BEGIN Data for review

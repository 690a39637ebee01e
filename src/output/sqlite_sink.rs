//! SQLite-backed record sink
//!
//! Records and failed requests are written to the storage backend under the
//! current run.

use crate::output::traits::{FailedRequest, OutputResult, RecordSink};
use crate::output::OutputRecord;
use crate::storage::{Storage, StorageError};
use std::sync::{Arc, Mutex, MutexGuard};

/// SQLite-based record sink
pub struct SqliteSink {
    storage: Arc<Mutex<dyn Storage>>,
    run_id: i64,
}

impl SqliteSink {
    /// Creates a new SQLite sink
    ///
    /// # Arguments
    ///
    /// * `storage` - The storage backend to use
    /// * `run_id` - The current run ID
    pub fn new(storage: Arc<Mutex<dyn Storage>>, run_id: i64) -> Self {
        Self { storage, run_id }
    }

    fn lock(&self) -> Result<MutexGuard<'_, dyn Storage + 'static>, StorageError> {
        self.storage.lock().map_err(|_| StorageError::LockPoisoned)
    }
}

impl RecordSink for SqliteSink {
    fn emit(&self, record: &OutputRecord) -> OutputResult<()> {
        self.lock()?.insert_business(self.run_id, record)?;
        Ok(())
    }

    fn record_failure(&self, failure: &FailedRequest) -> OutputResult<()> {
        self.lock()?.record_failed_request(self.run_id, failure)?;
        Ok(())
    }
}
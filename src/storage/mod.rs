//! Storage module for persisting crawl data
//!
//! This module handles all database operations for the crawler, including:
//! - SQLite database initialization and schema management
//! - Run tracking with final counters
//! - Append-only business records and failed-request bookkeeping
//! - The listing URLs carried over between runs

mod schema;
mod sqlite;
mod traits;

pub use sqlite::SqliteStorage;
pub use traits::{Storage, StorageError, StorageResult};

use crate::RippleError;

use std::path::Path;

/// Initializes or opens a storage database
///
/// # Arguments
///
/// * `path` - Path to the SQLite database file
///
/// # Returns
///
/// * `Ok(SqliteStorage)` - Successfully initialized storage
/// * `Err(RippleError)` - Failed to initialize storage
pub fn open_storage(path: &Path) -> Result<SqliteStorage, RippleError> {
    SqliteStorage::new(path)
}

/// Represents a crawl run
#[derive(Debug, Clone)]
pub struct RunRecord {
    pub id: i64,
    pub started_at: String,
    pub finished_at: Option<String>,
    pub config_hash: String,
    pub search_query: String,
    pub location: String,
    pub status: RunStatus,
    pub counts: RunCounts,
}

/// Counters stored on a run when it finishes
#[derive(Debug, Clone, Copy, Default, PartialEq, Eq)]
pub struct RunCounts {
    /// Detail requests admitted (never exceeds the result cap)
    pub businesses_enqueued: u32,
    /// Distinct listing URLs seen by the run, excluding ones carried over from earlier runs
    pub unique_seen: u64,
    pub records_emitted: u64,
    pub failed_requests: u64,
}

/// A stored failed request
#[derive(Debug, Clone)]
pub struct FailedRequestRecord {
    pub id: i64,
    pub run_id: i64,
    pub url: String,
    pub kind: String,
    pub attempts: u32,
    pub error_message: String,
    pub failed_at: String,
}

/// Status of a crawl run
#[derive(Debug, Clone, Copy, PartialEq, Eq)]
pub enum RunStatus {
    Running,
    Completed,
    Failed,
}

impl RunStatus {
    pub fn to_db_string(&self) -> &'static str {
        match self {
            Self::Running => "running",
            Self::Completed => "completed",
            Self::Failed => "failed",
        }
    }

    pub fn from_db_string(s: &str) -> Option<Self> {
        match s {
            "running" => Some(Self::Running),
            "completed" => Some(Self::Completed),
            "failed" => Some(Self::Failed),
            _ => None,
        }
    }
}
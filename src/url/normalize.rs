use crate::UrlError;
use url::Url;

/// Canonicalizes a listing link into the form used as the dedup key
///
/// # Canonicalization Steps
///
/// 1. Resolve the href against the site origin (absolute hrefs are kept as-is)
/// 2. Reject anything that is not HTTP(S) or has no host
/// 3. Remove the query string
/// 4. Remove the fragment
///
/// Applying this to an already canonical URL is a no-op.
///
/// # Arguments
///
/// * `href` - The raw `href` attribute value (relative or absolute)
/// * `origin` - The site origin relative links resolve against
///
/// # Examples
///
/// ```
/// use listing_ripple::url::canonicalize_listing_url;
/// use url::Url;
///
/// let origin = Url::parse("https://www.yelp.com").unwrap();
/// let url = canonicalize_listing_url("/biz/joes-pizza?osq=pizza", &origin).unwrap();
/// assert_eq!(url.as_str(), "https://www.yelp.com/biz/joes-pizza");
/// ```
pub fn canonicalize_listing_url(href: &str, origin: &Url) -> Result<Url, UrlError> {
    let mut url = resolve_against_origin(href, origin)?;

    url.set_query(None);
    url.set_fragment(None);

    Ok(url)
}

/// Resolves an href against the site origin, keeping its query string
///
/// Used for pagination links, whose query string carries the result offset.
pub fn resolve_against_origin(href: &str, origin: &Url) -> Result<Url, UrlError> {
    let href = href.trim();

    if href.is_empty() {
        return Err(UrlError::Parse("empty href".to_string()));
    }

    let url = origin
        .join(href)
        .map_err(|e| UrlError::Parse(format!("{}: {}", href, e)))?;

    if url.scheme() != "http" && url.scheme() != "https" {
        return Err(UrlError::InvalidScheme(format!(
            "Only HTTP and HTTPS schemes are supported, got: {}",
            url.scheme()
        )));
    }

    if url.host_str().is_none() {
        return Err(UrlError::MissingDomain);
    }

    Ok(url)
}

END Data for review

## Work to be completed
From the records above, copy out the line with "backend to use", the line with "pub struct RunCounts", and every line between them, word for word.

## Solution to this problem
    /// * `storage` - The storage backend to use
    /// * `run_id` - The current run ID
    pub fn new(storage: Arc<Mutex<dyn Storage>>, run_id: i64) -> Self {
        Self { storage, run_id }
    }

    fn lock(&self) -> Result<MutexGuard<'_, dyn Storage + 'static>, StorageError> {
        self.storage.lock().map_err(|_| StorageError::LockPoisoned)
    }
}

impl RecordSink for SqliteSink {
    fn emit(&self, record: &OutputRecord) -> OutputResult<()> {
        self.lock()?.insert_business(self.run_id, record)?;
        Ok(())
    }

    fn record_failure(&self, failure: &FailedRequest) -> OutputResult<()> {
        self.lock()?.record_failed_request(self.run_id, failure)?;
        Ok(())
    }
}
filename src/storage/mod.rs
//! Storage module for persisting crawl data
//!
//! This module handles all database operations for the crawler, including:
//! - SQLite database initialization and schema management
//! - Run tracking with final counters
//! - Append-only business records and failed-request bookkeeping
//! - The listing URLs carried over between runs

mod schema;
mod sqlite;
mod traits;

pub use sqlite::SqliteStorage;
pub use traits::{Storage, StorageError, StorageResult};

use crate::RippleError;

use std::path::Path;

/// Initializes or opens a storage database
///
/// # Arguments
///
/// * `path` - Path to the SQLite database file
///
/// # Returns
///
/// * `Ok(SqliteStorage)` - Successfully initialized storage
/// * `Err(RippleError)` - Failed to initialize storage
pub fn open_storage(path: &Path) -> Result<SqliteStorage, RippleError> {
    SqliteStorage::new(path)
}

/// Represents a crawl run
#[derive(Debug, Clone)]
pub struct RunRecord {
    pub id: i64,
    pub started_at: String,
    pub finished_at: Option<String>,
    pub config_hash: String,
    pub search_query: String,
    pub location: String,
    pub status: RunStatus,
    pub counts: RunCounts,
}

/// Counters stored on a run when it finishes
#[derive(Debug, Clone, Copy, Default, PartialEq, Eq)]
pub struct RunCounts {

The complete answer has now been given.